Poetry and fiction are still a major presence in the new-look journal, and this issue, like its predecessors, includes the results of literary competitions.

The Neilma Sidney Short Story Prize, judged by Joshua Mostafa, Margo Lanagan and Hannah Kent, was won by ‘The Houseguest‘ by Jenah Shaw, a story that captures brilliantly the uneasy situation of a young person who has left home in the country to stay with a family in a big city.

The Judith Wright Poetry Prize had three winners, published here with notes from the judges – Michael Farrell, Toby Fitch and Ellen van Neerven, had three winners. Each of these excellent poems left me bemused more than anything else.

Then there are four short stories, which arrive like a reward for persevering: ‘Creek jumping‘ by Cade Turner-Mann, a tiny moment in a rural community that reflects and resists the impact of environmental degradation and colonisation; ‘Mermaid‘ by Gareth Hipwell, a borderline science fiction tale of eco-guilt; ‘Pinches‘ by Emily Barber, an abject tale of sexism; and ‘Urban gods‘ by Cherry Zheng, which could be a starting sketch for a dark fantasy/sci-fi television series.


Jonathan Green (editor), Meanjin Quarterly: The next 80 years, Volume 79 Issue 4 (Summer 2020)

Far from being a new broom, this issue of Meanjin celebrates its continuity with the journal’s past 80 years, reproducing Clem Christensen’s first editorial and featuring short pieces from each of his ten successors in the editorial chair.
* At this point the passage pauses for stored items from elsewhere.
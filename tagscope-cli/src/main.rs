mod app;
mod commands;
mod output;

use std::process::ExitCode;

use clap::Parser;

use crate::app::{Cli, Command};

fn main() -> anyhow::Result<ExitCode> {
    ctrlc::set_handler(|| {
        eprintln!("\nCancelled.");
        std::process::exit(130);
    })?;

    let cli = Cli::parse();

    // Show tagscope info+ on stderr unless --json; --verbose enables debug; RUST_LOG overrides
    if !cli.global.json {
        let level = if cli.global.verbose {
            log::LevelFilter::Debug
        } else {
            log::LevelFilter::Info
        };
        env_logger::Builder::new()
            .filter_module("tagscope", level)
            .parse_default_env()
            .target(env_logger::Target::Stderr)
            .format_timestamp(None)
            .format_module_path(false)
            .format_target(false)
            .init();
    }

    match &cli.command {
        Command::Check {
            metadata,
            facts,
            config,
        } => commands::check::run(metadata.as_deref(), facts, config.as_deref(), &cli.global),
        Command::Registry { metadata, filter } => {
            commands::registry::run(metadata, filter.as_deref(), &cli.global)?;
            Ok(ExitCode::SUCCESS)
        }
        Command::Rules { config } => {
            commands::rules::run(config.as_deref(), &cli.global)?;
            Ok(ExitCode::SUCCESS)
        }
    }
}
A powerful narrative emerges of a publication that has managed to survive and thrive in the face of serious challenges, and that has transformed itself many times over to meet the changing times.

Then there’s a stellar line-up of writers, many of them responding to the ‘Next 80 Years’ theme.

Some I need only name for you to get a whiff of their excellence, and timeliness:

  • An email dialogue about time and memory between Behrouz Boochani and Tara June Winch, apparently an excerpt from an ongoing conversation between these two writers
  • An article from Jess Hill on police responses to domestic abuse call-outs – following up a chapter in See What You Made Me Do
  • A scathing piece about the tree-hating official response to the bushfires, by Bruce Pascoe
  • An even more scathing piece by Michael Mohammed Ahmed about White victimhood (starting with the observation that though people complain that it’s racist to name their Whiteness, it was White people who invented the term)
  • A wide-ranging and lucidly angry piece by Raimond Gaita on moral philosophy vs economics in the context of Covid-19.

And that’s only part of it. Of the remaining articles, the standouts for me are ‘Consider The Library’ by Justine Hyde, a wonderful account of the changing roles of public libraries in Australia and elsewhere, including their potential contributions to averting climate catastrophe; ‘More Than Opening The Door’ by Sam Van Zweden, which advocates for inclusion of people with disabilities in Australian literary life, arguing in particular that if a publication commissions a piece on, say, mental health issues from someone who is drawing on their own experience, then the publication needs to consider having a duty of care to the writer; ‘Heading to Somewhere Important’ by Martin Langford, a brief account of the changing face of Australian poetry over the last 80 years – an impossible task acquitted with grace; and Nicola Redhouse’s ‘Future Tense’, which engages with Shoshana Zuboff’s The Age of Surveillance Capitalism, in ways that are probably crucial to making that ‘intimidatingly thick opus’ as accessible and influential as we all need it to be.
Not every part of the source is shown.